◆ WHAT IS EXPECTED
Among the lines below, copy each one in which "static" appears.

◆ DATA RECORDS
▼▼▼

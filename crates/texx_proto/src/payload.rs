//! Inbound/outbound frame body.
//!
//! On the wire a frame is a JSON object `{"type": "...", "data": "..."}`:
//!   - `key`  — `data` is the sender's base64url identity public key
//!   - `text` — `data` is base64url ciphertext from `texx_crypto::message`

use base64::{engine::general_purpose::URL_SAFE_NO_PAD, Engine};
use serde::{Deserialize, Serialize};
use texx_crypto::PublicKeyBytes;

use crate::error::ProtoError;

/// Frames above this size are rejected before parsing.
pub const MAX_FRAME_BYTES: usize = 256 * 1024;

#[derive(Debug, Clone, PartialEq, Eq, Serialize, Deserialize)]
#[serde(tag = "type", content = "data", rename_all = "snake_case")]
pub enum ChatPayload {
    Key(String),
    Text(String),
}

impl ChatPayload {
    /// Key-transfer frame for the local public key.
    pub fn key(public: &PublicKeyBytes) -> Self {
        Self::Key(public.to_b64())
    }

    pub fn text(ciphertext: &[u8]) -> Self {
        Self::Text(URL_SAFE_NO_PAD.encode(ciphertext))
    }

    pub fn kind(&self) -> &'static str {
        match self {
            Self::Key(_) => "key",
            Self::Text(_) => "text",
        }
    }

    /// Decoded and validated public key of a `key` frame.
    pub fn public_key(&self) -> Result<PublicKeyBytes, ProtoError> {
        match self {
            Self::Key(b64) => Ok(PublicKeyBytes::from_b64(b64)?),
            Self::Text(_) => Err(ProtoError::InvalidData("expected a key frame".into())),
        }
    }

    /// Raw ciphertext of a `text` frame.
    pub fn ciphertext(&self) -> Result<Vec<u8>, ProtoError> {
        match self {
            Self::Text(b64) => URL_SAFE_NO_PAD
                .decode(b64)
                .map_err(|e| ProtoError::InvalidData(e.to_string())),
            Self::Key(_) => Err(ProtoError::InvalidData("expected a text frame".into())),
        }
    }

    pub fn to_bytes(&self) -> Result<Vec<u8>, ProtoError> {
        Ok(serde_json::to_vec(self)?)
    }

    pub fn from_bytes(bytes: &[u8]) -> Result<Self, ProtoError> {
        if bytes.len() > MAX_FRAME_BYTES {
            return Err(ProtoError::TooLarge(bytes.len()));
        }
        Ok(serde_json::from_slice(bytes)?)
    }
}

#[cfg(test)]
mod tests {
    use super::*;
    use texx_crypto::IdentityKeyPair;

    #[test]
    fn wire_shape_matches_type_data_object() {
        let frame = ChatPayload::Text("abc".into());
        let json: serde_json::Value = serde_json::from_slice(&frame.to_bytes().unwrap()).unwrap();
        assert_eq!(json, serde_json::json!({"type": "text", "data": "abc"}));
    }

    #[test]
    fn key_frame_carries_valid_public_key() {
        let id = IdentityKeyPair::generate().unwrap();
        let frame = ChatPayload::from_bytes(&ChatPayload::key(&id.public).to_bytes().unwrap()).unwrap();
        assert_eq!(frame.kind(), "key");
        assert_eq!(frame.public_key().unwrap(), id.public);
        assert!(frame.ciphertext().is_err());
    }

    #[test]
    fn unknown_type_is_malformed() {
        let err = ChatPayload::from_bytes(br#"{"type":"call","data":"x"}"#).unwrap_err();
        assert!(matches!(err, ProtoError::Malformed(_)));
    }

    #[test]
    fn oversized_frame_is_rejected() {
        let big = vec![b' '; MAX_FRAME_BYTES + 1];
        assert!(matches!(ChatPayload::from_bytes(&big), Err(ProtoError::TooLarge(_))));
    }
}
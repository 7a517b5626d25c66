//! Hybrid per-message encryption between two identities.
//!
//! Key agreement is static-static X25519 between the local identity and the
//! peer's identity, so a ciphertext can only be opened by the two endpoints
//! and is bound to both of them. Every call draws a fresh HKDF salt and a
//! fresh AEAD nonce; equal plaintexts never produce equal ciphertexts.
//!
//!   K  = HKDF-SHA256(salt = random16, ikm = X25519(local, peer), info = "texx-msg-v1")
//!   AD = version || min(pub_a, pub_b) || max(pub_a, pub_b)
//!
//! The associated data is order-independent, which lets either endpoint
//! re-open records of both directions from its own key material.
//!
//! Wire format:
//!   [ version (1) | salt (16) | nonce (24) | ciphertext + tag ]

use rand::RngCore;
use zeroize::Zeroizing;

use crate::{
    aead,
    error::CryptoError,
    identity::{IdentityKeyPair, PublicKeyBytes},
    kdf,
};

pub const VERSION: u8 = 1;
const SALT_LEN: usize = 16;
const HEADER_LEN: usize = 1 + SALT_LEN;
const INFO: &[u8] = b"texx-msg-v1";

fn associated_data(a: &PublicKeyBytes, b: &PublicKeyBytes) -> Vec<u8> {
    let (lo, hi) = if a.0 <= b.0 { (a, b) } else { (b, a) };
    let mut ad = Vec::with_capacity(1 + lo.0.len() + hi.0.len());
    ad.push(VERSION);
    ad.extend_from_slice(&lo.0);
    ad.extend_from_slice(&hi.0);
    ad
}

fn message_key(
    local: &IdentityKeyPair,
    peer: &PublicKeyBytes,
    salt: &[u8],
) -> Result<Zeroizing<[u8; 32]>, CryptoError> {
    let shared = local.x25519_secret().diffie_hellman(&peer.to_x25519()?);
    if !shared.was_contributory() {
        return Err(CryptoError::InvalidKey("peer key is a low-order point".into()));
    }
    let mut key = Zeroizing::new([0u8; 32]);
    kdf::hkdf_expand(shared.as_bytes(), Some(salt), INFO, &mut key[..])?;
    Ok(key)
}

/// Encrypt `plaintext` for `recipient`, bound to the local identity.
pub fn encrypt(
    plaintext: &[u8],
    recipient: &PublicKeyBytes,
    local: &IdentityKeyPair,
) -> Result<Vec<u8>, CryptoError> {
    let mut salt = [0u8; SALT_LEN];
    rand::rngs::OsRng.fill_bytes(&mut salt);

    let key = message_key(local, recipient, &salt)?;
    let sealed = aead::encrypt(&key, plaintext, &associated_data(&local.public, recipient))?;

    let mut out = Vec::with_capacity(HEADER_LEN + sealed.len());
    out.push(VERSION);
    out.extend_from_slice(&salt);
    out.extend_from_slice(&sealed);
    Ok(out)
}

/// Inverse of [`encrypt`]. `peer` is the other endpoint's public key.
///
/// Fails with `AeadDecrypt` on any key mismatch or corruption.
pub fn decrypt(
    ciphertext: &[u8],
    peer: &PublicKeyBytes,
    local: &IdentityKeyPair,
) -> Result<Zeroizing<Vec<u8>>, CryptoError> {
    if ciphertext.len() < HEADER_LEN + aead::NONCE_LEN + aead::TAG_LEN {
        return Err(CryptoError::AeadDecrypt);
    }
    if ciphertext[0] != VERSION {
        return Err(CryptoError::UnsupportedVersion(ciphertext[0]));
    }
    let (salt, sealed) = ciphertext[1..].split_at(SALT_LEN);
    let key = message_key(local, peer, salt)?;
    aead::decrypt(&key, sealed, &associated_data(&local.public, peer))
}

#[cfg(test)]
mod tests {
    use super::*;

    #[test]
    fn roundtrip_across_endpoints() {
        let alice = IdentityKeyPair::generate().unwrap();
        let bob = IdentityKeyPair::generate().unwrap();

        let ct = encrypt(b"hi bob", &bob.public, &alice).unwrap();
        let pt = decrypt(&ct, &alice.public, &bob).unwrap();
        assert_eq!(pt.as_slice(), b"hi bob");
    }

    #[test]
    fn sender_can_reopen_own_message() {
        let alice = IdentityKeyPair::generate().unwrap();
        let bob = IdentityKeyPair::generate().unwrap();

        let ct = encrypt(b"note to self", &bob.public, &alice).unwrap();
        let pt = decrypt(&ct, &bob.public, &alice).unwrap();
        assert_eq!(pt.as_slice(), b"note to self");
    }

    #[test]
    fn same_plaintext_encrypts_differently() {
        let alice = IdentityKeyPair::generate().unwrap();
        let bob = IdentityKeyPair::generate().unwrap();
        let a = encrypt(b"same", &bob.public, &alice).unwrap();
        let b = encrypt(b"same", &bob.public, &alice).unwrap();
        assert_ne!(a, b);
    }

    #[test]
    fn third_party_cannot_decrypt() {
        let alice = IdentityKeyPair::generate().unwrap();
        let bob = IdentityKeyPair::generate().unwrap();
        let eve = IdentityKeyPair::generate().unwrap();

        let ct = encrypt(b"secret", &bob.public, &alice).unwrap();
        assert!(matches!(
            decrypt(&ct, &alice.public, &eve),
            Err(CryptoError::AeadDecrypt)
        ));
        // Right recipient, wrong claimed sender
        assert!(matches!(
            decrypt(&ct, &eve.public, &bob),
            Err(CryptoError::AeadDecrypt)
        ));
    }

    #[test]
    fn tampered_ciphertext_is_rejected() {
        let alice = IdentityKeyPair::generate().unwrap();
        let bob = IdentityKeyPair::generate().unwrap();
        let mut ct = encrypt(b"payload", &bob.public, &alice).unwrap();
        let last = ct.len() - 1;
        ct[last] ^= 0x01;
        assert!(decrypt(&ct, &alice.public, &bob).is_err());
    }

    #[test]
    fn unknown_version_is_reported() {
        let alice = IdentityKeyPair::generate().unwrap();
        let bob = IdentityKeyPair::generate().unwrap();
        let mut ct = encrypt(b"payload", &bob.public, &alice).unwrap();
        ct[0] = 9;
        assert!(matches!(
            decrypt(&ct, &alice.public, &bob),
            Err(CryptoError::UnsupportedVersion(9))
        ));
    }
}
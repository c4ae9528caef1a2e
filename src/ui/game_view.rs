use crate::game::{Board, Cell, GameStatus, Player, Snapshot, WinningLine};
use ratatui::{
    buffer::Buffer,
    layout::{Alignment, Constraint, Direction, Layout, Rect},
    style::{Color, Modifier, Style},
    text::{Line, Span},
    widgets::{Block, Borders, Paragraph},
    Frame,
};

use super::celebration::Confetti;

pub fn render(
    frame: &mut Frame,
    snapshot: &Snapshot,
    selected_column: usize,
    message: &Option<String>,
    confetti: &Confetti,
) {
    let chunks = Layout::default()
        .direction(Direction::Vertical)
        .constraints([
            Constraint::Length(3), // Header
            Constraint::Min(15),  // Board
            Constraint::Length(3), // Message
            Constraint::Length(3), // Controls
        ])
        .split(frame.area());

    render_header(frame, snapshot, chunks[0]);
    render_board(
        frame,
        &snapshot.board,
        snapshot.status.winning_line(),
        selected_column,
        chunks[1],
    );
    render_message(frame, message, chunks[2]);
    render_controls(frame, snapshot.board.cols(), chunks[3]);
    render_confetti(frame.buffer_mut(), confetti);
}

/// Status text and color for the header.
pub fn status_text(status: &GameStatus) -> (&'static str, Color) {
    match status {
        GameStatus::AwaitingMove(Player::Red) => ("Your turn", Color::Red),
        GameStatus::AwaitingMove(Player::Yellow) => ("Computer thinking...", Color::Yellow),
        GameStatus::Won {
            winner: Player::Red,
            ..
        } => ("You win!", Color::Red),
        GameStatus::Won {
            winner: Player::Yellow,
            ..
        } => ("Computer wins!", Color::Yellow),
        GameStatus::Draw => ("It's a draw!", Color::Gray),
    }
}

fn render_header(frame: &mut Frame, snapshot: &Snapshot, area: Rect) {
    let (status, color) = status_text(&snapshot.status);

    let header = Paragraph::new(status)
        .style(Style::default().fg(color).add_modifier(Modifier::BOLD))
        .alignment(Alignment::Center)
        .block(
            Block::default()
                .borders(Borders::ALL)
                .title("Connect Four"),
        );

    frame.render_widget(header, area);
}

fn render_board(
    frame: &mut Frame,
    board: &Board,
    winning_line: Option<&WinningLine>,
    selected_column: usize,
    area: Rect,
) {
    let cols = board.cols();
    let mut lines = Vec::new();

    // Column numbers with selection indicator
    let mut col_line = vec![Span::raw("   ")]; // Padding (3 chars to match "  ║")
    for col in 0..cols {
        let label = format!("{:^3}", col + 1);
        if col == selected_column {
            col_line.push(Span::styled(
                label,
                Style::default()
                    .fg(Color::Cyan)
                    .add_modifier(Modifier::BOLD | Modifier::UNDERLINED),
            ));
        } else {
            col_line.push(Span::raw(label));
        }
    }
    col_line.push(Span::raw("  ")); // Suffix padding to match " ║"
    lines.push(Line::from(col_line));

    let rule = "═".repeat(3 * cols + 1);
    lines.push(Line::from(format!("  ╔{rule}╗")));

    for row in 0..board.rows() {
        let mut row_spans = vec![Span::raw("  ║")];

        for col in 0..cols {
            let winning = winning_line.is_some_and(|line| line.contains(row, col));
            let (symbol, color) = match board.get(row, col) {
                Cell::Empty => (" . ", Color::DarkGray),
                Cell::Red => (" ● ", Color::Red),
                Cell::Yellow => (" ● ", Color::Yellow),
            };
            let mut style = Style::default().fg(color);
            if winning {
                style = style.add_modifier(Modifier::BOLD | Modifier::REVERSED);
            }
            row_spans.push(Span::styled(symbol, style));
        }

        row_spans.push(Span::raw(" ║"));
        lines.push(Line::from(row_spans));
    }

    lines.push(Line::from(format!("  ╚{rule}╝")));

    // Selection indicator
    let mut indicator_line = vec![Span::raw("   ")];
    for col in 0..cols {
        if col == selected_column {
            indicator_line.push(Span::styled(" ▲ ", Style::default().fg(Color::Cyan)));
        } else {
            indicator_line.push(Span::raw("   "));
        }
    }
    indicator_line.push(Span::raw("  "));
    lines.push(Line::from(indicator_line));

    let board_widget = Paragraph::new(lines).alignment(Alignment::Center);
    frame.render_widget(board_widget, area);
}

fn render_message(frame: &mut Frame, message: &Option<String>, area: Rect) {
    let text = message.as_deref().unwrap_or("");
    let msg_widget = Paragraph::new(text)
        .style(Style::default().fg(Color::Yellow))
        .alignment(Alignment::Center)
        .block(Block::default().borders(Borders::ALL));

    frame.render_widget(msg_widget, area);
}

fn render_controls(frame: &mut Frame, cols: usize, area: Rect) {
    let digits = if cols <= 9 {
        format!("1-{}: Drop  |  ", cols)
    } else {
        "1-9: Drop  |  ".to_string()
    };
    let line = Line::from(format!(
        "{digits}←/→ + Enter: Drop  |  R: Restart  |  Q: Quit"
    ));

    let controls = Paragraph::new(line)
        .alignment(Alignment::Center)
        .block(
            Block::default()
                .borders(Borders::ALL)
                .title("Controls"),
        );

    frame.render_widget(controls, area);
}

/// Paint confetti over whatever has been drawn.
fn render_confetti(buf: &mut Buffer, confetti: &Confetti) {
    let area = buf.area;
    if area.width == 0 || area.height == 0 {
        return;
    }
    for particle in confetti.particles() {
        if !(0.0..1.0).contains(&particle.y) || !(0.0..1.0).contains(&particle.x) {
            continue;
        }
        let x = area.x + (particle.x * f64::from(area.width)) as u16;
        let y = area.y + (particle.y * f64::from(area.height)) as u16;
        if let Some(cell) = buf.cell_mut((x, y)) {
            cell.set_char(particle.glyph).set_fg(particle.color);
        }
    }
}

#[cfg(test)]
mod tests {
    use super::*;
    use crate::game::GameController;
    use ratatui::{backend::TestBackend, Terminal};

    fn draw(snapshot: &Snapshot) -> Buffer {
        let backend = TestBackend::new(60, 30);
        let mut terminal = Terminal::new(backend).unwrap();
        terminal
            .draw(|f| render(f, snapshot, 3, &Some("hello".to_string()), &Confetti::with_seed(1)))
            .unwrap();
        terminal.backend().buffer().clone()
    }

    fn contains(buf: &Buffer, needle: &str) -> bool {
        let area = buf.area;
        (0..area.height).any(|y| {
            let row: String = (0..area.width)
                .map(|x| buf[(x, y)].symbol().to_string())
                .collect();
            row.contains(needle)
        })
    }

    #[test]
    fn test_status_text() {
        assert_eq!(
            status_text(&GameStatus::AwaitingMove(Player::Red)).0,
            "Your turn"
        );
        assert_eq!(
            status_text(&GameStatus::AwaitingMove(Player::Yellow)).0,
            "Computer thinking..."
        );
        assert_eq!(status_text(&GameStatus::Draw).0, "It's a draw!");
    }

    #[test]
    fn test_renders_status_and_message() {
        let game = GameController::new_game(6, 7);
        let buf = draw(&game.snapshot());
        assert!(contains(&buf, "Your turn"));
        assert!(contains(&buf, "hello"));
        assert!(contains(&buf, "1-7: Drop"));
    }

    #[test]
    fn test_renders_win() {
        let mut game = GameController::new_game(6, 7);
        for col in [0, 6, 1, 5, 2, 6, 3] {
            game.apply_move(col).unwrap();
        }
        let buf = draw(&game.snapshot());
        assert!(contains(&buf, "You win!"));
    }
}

▲▲▲

◆ FINISHED TASK
    pub fn kind(&self) -> &'static str {
//! Key agreement is static-static X25519 between the local identity and the
pub fn status_text(status: &GameStatus) -> (&'static str, Color) {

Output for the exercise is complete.